What you have to do: Count the lines below with the string "fields" in them. Only the number should be given.

#### Supplied records ####

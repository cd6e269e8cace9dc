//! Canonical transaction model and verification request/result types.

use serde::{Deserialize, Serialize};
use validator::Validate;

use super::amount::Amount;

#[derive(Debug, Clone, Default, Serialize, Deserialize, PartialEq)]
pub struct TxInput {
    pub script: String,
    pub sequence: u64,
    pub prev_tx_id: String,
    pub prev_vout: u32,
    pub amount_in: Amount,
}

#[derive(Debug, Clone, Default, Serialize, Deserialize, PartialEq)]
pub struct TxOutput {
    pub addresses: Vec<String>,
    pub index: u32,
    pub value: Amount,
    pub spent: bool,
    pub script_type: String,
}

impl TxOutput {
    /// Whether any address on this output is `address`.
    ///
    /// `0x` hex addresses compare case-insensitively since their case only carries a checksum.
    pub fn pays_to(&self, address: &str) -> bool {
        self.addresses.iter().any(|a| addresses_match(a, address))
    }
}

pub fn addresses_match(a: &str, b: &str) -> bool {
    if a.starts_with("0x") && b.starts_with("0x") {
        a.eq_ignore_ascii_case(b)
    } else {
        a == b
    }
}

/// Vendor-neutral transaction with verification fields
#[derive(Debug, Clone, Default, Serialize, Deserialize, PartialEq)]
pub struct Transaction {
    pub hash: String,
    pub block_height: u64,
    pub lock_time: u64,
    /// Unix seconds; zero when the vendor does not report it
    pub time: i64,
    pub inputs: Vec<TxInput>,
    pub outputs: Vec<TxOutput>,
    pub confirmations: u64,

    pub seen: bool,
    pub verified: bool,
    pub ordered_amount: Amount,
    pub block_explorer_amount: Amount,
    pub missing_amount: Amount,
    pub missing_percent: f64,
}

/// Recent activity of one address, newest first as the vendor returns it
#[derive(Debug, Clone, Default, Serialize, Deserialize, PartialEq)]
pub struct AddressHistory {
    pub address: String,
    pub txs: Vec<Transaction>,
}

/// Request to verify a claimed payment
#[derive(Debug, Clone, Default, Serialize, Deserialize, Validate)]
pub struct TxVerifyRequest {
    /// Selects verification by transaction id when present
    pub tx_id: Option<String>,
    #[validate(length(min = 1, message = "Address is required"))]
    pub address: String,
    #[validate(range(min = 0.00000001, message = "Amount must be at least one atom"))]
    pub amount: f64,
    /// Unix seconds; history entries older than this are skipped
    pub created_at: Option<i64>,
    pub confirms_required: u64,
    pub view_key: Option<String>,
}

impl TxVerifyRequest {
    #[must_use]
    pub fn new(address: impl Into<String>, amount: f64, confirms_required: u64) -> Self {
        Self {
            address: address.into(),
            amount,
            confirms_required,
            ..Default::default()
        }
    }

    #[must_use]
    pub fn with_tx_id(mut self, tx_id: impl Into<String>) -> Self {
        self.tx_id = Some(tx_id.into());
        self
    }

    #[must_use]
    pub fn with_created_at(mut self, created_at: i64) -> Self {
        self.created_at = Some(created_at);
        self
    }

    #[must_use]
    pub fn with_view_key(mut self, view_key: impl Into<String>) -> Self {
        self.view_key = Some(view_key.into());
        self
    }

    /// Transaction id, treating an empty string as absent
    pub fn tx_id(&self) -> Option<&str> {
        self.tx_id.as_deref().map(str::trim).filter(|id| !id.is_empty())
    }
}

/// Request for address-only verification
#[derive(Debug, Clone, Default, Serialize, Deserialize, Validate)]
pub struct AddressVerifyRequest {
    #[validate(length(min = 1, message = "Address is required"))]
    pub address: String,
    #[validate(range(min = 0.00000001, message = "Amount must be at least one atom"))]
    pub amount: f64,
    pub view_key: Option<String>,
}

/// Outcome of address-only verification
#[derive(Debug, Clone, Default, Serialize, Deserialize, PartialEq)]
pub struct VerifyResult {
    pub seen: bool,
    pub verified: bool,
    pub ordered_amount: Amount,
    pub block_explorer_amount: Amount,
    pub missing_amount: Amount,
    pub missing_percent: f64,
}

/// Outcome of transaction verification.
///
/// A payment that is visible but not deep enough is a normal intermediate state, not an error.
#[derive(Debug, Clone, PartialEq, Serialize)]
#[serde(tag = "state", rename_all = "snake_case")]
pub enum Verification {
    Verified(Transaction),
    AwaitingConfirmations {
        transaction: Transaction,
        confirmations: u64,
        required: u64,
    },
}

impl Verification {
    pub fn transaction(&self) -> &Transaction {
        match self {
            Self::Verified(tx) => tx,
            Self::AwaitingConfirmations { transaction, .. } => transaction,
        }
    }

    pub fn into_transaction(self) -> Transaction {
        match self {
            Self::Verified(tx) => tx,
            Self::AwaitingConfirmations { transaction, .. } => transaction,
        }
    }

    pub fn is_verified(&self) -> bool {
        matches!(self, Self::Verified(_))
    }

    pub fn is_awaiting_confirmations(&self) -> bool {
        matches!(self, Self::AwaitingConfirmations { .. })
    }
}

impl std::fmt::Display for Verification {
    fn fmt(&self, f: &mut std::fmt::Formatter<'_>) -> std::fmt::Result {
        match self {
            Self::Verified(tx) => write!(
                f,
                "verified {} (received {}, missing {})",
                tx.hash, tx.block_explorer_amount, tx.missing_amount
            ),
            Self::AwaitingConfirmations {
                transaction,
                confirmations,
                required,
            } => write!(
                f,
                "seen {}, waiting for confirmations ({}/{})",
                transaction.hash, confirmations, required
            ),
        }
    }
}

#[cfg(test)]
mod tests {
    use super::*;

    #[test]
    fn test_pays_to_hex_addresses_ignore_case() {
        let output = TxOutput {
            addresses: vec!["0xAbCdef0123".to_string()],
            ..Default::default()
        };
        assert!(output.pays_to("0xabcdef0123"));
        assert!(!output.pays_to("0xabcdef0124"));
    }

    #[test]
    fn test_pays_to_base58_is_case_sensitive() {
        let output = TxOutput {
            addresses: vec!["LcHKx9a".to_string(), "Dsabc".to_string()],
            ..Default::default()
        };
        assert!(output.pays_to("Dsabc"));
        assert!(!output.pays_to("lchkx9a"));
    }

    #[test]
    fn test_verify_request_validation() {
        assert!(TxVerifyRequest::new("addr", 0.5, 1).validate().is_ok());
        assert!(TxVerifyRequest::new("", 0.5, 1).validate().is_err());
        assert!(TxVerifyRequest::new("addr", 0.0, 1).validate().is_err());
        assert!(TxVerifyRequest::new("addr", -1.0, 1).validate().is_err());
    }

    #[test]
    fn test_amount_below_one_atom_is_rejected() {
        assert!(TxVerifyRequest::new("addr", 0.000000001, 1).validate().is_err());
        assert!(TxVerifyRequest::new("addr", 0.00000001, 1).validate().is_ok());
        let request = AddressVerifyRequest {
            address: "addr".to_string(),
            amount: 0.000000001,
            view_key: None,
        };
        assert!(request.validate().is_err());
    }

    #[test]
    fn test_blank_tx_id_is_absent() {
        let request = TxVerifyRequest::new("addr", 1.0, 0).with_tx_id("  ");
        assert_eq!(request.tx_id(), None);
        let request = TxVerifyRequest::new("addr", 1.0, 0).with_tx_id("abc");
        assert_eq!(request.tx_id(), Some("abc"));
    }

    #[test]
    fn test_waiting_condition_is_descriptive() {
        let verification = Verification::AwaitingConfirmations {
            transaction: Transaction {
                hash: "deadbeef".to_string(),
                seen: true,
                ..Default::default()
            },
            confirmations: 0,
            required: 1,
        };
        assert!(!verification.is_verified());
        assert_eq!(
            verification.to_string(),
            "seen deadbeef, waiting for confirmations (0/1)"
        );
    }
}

####
#### Supplied records ####

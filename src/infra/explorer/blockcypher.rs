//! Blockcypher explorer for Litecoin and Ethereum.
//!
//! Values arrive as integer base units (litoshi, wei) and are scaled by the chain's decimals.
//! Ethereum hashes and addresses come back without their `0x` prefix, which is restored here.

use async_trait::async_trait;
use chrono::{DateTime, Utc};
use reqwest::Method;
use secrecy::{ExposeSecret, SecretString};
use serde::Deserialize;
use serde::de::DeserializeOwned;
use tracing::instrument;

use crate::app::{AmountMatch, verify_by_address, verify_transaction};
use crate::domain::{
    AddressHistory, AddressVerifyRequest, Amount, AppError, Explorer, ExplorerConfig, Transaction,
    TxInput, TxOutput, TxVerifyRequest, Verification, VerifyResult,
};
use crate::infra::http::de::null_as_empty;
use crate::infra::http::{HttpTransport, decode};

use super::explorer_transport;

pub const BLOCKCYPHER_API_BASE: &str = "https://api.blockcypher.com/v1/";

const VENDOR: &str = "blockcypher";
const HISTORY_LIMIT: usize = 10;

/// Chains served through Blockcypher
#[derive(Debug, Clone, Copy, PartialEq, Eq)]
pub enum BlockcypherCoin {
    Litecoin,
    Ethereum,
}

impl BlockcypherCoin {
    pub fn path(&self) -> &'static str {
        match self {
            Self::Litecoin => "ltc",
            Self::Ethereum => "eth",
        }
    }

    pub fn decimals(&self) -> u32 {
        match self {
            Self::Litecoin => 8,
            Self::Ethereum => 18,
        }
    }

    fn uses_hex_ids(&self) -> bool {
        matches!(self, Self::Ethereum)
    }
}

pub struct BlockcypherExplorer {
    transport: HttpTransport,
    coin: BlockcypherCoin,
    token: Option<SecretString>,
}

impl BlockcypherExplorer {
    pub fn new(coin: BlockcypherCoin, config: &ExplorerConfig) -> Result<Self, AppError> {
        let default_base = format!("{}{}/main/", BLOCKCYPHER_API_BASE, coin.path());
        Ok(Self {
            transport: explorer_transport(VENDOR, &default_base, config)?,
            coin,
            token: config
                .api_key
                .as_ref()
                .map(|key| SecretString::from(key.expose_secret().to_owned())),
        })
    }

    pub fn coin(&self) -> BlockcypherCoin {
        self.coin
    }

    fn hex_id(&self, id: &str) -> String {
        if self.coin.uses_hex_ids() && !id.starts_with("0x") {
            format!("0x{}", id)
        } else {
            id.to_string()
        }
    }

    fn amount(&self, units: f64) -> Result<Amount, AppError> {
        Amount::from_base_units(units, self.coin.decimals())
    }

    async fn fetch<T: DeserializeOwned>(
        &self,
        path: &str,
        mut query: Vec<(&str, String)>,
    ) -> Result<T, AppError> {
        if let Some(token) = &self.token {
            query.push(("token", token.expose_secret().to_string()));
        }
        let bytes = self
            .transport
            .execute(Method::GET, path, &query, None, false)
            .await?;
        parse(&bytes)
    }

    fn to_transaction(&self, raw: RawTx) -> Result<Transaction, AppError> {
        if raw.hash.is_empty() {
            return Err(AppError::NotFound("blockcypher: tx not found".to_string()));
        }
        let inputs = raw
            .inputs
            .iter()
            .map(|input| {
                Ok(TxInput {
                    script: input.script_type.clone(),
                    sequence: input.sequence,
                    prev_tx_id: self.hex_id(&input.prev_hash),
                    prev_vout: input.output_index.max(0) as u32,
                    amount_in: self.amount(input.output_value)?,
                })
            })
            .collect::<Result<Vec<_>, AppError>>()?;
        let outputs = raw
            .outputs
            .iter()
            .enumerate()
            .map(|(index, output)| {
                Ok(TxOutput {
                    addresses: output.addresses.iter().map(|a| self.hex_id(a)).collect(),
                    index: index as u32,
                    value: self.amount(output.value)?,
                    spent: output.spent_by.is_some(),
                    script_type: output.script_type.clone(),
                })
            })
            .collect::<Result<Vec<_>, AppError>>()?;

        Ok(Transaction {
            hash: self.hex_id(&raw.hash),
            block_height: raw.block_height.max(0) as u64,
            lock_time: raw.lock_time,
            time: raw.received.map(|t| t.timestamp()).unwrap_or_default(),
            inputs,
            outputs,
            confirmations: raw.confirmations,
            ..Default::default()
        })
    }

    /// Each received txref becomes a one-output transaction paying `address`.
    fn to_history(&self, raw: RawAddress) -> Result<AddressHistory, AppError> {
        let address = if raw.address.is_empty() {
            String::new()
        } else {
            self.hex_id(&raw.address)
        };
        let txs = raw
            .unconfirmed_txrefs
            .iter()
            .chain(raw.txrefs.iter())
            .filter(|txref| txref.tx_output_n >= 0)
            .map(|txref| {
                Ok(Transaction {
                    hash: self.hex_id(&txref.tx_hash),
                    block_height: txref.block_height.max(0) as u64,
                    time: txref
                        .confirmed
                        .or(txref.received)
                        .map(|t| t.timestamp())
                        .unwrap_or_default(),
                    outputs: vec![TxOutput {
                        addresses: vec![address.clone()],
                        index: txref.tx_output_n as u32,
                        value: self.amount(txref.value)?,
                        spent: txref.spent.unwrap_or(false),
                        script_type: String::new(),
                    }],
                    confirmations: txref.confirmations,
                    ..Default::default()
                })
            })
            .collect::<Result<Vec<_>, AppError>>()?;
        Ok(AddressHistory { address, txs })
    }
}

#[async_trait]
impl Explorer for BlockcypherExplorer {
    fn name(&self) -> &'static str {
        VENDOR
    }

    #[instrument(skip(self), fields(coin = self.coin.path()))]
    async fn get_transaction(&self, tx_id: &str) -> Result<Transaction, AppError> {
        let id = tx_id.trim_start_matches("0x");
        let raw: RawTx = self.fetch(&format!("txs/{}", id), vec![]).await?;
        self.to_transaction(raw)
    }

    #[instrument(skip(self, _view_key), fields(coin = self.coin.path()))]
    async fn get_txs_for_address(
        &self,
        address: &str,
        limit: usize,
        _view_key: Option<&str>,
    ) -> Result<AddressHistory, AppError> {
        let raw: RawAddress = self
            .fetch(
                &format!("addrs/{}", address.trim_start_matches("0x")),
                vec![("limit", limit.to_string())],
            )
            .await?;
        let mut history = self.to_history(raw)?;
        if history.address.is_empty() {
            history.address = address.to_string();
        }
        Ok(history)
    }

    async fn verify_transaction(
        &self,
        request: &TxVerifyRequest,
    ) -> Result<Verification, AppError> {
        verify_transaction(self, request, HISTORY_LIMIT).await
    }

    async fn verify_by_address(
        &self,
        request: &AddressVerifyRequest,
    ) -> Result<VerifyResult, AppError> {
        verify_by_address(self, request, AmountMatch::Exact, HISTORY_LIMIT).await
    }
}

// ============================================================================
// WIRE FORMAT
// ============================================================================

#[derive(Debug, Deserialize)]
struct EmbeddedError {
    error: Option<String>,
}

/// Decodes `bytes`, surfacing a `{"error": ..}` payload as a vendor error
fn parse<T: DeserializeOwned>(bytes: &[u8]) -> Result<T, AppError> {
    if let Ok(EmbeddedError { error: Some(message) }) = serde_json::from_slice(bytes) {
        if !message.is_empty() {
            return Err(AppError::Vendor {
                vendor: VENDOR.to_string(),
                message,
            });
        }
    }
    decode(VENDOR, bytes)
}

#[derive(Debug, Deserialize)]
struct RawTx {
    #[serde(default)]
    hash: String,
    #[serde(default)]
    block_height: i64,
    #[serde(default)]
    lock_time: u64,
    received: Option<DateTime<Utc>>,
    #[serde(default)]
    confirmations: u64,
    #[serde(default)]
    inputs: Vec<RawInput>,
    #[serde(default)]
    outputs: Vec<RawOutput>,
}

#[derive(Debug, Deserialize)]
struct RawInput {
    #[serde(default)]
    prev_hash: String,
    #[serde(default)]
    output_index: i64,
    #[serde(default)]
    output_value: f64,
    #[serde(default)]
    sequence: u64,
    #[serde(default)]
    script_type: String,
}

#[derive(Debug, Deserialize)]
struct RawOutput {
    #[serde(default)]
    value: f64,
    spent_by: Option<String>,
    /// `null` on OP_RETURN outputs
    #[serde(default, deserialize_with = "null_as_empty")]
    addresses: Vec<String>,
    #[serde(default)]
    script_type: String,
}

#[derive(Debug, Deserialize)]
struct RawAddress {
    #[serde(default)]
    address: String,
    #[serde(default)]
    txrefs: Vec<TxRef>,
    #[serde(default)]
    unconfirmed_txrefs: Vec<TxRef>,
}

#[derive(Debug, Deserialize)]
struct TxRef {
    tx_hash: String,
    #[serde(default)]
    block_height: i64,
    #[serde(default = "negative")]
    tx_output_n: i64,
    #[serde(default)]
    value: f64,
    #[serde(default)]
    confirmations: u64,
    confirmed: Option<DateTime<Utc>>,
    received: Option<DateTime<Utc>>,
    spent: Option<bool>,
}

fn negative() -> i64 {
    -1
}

####
#### Supplied records ####

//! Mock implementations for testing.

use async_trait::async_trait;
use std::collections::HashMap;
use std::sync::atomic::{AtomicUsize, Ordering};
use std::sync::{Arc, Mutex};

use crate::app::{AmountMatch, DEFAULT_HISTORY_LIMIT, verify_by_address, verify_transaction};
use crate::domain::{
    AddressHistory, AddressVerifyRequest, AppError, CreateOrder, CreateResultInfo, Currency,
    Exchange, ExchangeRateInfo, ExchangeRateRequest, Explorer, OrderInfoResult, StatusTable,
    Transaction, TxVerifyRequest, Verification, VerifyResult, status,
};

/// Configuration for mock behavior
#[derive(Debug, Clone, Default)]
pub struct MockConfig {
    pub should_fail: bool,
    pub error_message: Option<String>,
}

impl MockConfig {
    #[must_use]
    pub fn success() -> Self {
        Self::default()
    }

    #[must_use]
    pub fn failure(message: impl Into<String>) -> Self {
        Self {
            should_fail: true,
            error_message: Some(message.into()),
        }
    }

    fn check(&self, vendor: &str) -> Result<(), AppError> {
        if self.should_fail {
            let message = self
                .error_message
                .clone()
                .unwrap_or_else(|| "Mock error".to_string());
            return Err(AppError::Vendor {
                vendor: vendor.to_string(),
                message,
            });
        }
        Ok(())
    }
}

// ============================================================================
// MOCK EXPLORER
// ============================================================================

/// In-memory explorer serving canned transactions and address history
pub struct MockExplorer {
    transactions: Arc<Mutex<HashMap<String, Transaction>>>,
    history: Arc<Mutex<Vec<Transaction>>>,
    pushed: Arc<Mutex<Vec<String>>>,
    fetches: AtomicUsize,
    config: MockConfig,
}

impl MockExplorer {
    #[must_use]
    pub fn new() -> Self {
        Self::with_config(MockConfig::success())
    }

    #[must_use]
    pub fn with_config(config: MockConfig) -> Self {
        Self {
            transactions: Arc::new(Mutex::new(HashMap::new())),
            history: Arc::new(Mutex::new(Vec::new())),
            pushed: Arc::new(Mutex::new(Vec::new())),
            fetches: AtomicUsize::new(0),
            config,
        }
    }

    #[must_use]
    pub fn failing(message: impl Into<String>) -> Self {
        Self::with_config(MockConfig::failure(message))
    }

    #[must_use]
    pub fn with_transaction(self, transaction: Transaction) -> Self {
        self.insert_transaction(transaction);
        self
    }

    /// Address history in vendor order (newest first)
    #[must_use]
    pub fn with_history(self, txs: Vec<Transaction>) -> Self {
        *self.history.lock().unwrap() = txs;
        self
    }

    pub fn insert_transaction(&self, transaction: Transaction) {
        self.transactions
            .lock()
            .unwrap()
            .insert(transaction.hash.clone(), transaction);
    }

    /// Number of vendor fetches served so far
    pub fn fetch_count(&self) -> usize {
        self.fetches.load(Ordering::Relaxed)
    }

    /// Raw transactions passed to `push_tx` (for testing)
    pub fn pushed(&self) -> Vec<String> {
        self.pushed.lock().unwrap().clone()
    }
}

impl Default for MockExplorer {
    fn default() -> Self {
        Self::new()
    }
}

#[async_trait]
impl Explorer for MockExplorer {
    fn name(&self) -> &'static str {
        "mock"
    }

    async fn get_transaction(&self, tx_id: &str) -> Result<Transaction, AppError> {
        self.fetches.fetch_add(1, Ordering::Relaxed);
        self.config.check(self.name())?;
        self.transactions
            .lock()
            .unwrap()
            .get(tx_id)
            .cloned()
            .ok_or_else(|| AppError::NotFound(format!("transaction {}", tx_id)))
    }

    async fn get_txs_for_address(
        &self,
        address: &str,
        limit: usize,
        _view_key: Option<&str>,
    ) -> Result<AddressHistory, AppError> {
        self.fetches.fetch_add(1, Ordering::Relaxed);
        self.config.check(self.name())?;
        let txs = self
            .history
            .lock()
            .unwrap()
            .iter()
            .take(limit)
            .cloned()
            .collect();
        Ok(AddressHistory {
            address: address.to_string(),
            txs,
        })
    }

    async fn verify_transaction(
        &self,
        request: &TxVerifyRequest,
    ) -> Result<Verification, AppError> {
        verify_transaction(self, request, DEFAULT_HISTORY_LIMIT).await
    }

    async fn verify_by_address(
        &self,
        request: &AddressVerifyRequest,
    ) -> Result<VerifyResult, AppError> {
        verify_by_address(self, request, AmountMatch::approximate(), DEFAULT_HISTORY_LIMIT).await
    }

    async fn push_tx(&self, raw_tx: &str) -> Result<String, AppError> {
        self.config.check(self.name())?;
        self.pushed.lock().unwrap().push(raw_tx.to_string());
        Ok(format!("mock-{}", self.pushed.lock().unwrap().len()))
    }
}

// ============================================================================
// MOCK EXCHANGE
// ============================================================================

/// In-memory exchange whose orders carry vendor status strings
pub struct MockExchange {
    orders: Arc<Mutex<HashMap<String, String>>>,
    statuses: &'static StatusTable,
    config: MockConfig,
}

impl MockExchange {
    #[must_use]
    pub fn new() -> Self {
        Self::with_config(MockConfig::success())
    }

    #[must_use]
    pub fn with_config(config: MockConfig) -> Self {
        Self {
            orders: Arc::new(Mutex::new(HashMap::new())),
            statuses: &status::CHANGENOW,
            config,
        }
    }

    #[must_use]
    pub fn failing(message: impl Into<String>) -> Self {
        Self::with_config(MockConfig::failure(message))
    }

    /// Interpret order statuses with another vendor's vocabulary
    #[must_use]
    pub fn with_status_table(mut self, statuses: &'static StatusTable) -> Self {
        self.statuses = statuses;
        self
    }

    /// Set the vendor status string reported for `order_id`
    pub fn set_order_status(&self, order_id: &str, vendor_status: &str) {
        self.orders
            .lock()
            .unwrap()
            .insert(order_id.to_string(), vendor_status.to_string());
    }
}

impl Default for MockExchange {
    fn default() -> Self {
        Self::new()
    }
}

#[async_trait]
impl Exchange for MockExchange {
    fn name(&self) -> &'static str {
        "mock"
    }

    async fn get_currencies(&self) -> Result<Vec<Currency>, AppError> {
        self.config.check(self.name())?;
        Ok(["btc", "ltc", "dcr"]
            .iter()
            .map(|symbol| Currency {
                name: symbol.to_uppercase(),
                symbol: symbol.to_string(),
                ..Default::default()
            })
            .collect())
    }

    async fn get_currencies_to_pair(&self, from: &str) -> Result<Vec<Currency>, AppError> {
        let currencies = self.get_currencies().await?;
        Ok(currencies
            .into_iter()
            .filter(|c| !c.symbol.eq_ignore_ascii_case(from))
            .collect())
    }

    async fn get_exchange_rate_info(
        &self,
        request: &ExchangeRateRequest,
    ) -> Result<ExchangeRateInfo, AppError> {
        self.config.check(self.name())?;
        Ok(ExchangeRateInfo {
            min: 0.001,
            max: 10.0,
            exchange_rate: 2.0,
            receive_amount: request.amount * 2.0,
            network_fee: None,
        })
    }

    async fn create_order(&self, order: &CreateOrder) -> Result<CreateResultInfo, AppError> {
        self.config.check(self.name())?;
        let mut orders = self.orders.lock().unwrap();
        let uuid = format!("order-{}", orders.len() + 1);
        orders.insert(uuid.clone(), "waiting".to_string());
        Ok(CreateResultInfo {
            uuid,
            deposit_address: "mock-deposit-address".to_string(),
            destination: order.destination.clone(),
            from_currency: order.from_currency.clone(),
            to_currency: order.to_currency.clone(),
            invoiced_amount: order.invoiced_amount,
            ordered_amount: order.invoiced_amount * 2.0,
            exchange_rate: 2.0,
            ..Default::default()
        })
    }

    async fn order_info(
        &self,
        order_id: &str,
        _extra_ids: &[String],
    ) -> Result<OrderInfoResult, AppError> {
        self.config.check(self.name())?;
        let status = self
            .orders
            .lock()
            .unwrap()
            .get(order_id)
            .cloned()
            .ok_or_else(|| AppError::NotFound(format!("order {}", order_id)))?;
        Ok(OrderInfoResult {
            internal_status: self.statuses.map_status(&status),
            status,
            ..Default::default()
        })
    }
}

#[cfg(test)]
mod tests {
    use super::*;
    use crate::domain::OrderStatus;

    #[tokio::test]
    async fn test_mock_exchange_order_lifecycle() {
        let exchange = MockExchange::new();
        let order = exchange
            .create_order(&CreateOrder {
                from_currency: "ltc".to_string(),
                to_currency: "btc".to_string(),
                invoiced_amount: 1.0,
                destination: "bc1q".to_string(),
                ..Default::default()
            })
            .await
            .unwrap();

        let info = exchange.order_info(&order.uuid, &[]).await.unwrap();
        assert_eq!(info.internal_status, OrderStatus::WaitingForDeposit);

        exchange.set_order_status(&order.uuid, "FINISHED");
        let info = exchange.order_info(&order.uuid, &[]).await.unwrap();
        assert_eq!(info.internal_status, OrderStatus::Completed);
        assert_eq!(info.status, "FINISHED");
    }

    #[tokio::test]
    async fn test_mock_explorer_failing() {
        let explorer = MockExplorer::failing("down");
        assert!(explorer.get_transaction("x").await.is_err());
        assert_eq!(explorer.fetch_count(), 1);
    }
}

####

Your response: 3